**** Given records ****

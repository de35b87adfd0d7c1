//! Color theme system for marginalia.
//!
//! A `Theme` holds named `ratatui::style::Color` fields for every surface
//! marginalia draws. Two built-in themes are provided:
//!
//! - `dark` uses ANSI 16 colors so it works on any terminal.
//! - `catppuccin_mocha` uses the Catppuccin Mocha palette in RGB and needs
//!   truecolor.

use ratatui::style::Color;
use tracing::warn;

#[derive(Debug, Clone)]
pub struct Theme {
    // Panel borders
    pub border_active: Color,
    pub border_inactive: Color,

    // Document view
    pub text: Color,
    pub heading: Color,
    pub code: Color,
    pub link: Color,
    pub image: Color,
    /// Background of a highlighted anchor.
    pub mark_bg: Color,
    /// Background of the anchor under the pointer.
    pub mark_hovered_bg: Color,
    /// Background of the anchor whose card has focus.
    pub mark_active_bg: Color,
    /// Background of the live selection.
    pub selection_bg: Color,

    // Sidebar cards
    pub card_border: Color,
    pub card_focused: Color,
    pub card_author: Color,
    pub card_quote: Color,
    pub card_draft: Color,
    pub card_hint: Color,

    // Status bar
    pub status_bar_bg: Color,
    pub status_bar_fg: Color,
    pub status_mode_normal: Color,
    pub status_mode_insert: Color,
    pub status_error: Color,
}

impl Theme {
    /// Built-in dark theme using ANSI 16 colors.
    pub fn dark() -> Self {
        Self {
            border_active: Color::Cyan,
            border_inactive: Color::DarkGray,

            text: Color::Reset,
            heading: Color::Cyan,
            code: Color::Green,
            link: Color::Blue,
            image: Color::Magenta,
            mark_bg: Color::Yellow,
            mark_hovered_bg: Color::LightYellow,
            mark_active_bg: Color::LightRed,
            selection_bg: Color::Blue,

            card_border: Color::DarkGray,
            card_focused: Color::Cyan,
            card_author: Color::Yellow,
            card_quote: Color::DarkGray,
            card_draft: Color::Green,
            card_hint: Color::DarkGray,

            status_bar_bg: Color::DarkGray,
            status_bar_fg: Color::White,
            status_mode_normal: Color::Cyan,
            status_mode_insert: Color::Green,
            status_error: Color::Red,
        }
    }

    /// Catppuccin Mocha theme using RGB truecolor values.
    ///
    /// Palette source: <https://github.com/catppuccin/catppuccin> Mocha variant.
    pub fn catppuccin_mocha() -> Self {
        let green = Color::Rgb(166, 227, 161); // #a6e3a1
        let red = Color::Rgb(243, 139, 168); // #f38ba8
        let blue = Color::Rgb(137, 180, 250); // #89b4fa
        let teal = Color::Rgb(148, 226, 213); // #94e2d5
        let lavender = Color::Rgb(180, 190, 254); // #b4befe
        let mauve = Color::Rgb(203, 166, 247); // #cba6f7
        let overlay1 = Color::Rgb(127, 132, 156); // #7f849c
        let surface1 = Color::Rgb(69, 71, 90); // #45475a
        let surface2 = Color::Rgb(88, 91, 112); // #585b70
        let text = Color::Rgb(205, 214, 244); // #cdd6f4
        let peach = Color::Rgb(250, 179, 135); // #fab387
        let mark = Color::Rgb(94, 84, 58);
        let mark_hover = Color::Rgb(122, 108, 66);
        let mark_active = Color::Rgb(140, 86, 64);

        Self {
            border_active: lavender,
            border_inactive: overlay1,

            text,
            heading: lavender,
            code: teal,
            link: blue,
            image: mauve,
            mark_bg: mark,
            mark_hovered_bg: mark_hover,
            mark_active_bg: mark_active,
            selection_bg: surface2,

            card_border: overlay1,
            card_focused: lavender,
            card_author: peach,
            card_quote: overlay1,
            card_draft: green,
            card_hint: overlay1,

            status_bar_bg: surface1,
            status_bar_fg: text,
            status_mode_normal: lavender,
            status_mode_insert: green,
            status_error: red,
        }
    }

    /// Resolves a theme name to a built-in theme. Unknown names fall back to
    /// `dark()` with a warning.
    pub fn from_name(name: &str) -> Self {
        match name {
            "catppuccin-mocha" | "catppuccin_mocha" => Self::catppuccin_mocha(),
            "dark" => Self::dark(),
            other => {
                warn!(theme = other, "unknown theme, falling back to 'dark'");
                Self::dark()
            }
        }
    }
}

****

As the answer, set down only the lines from the data above between the one holding "let mauve = Color::Rgb(203, 166, 247);" and the one holding "let peach = Color::Rgb(250, 179, 135);", inclusive, exactly as they read.

» **Solution**
        let mauve = Color::Rgb(203, 166, 247); // #cba6f7
        let overlay1 = Color::Rgb(127, 132, 156); // #7f849c
        let surface1 = Color::Rgb(69, 71, 90); // #45475a
        let surface2 = Color::Rgb(88, 91, 112); // #585b70
        let text = Color::Rgb(205, 214, 244); // #cdd6f4
        let peach = Color::Rgb(250, 179, 135); // #fab387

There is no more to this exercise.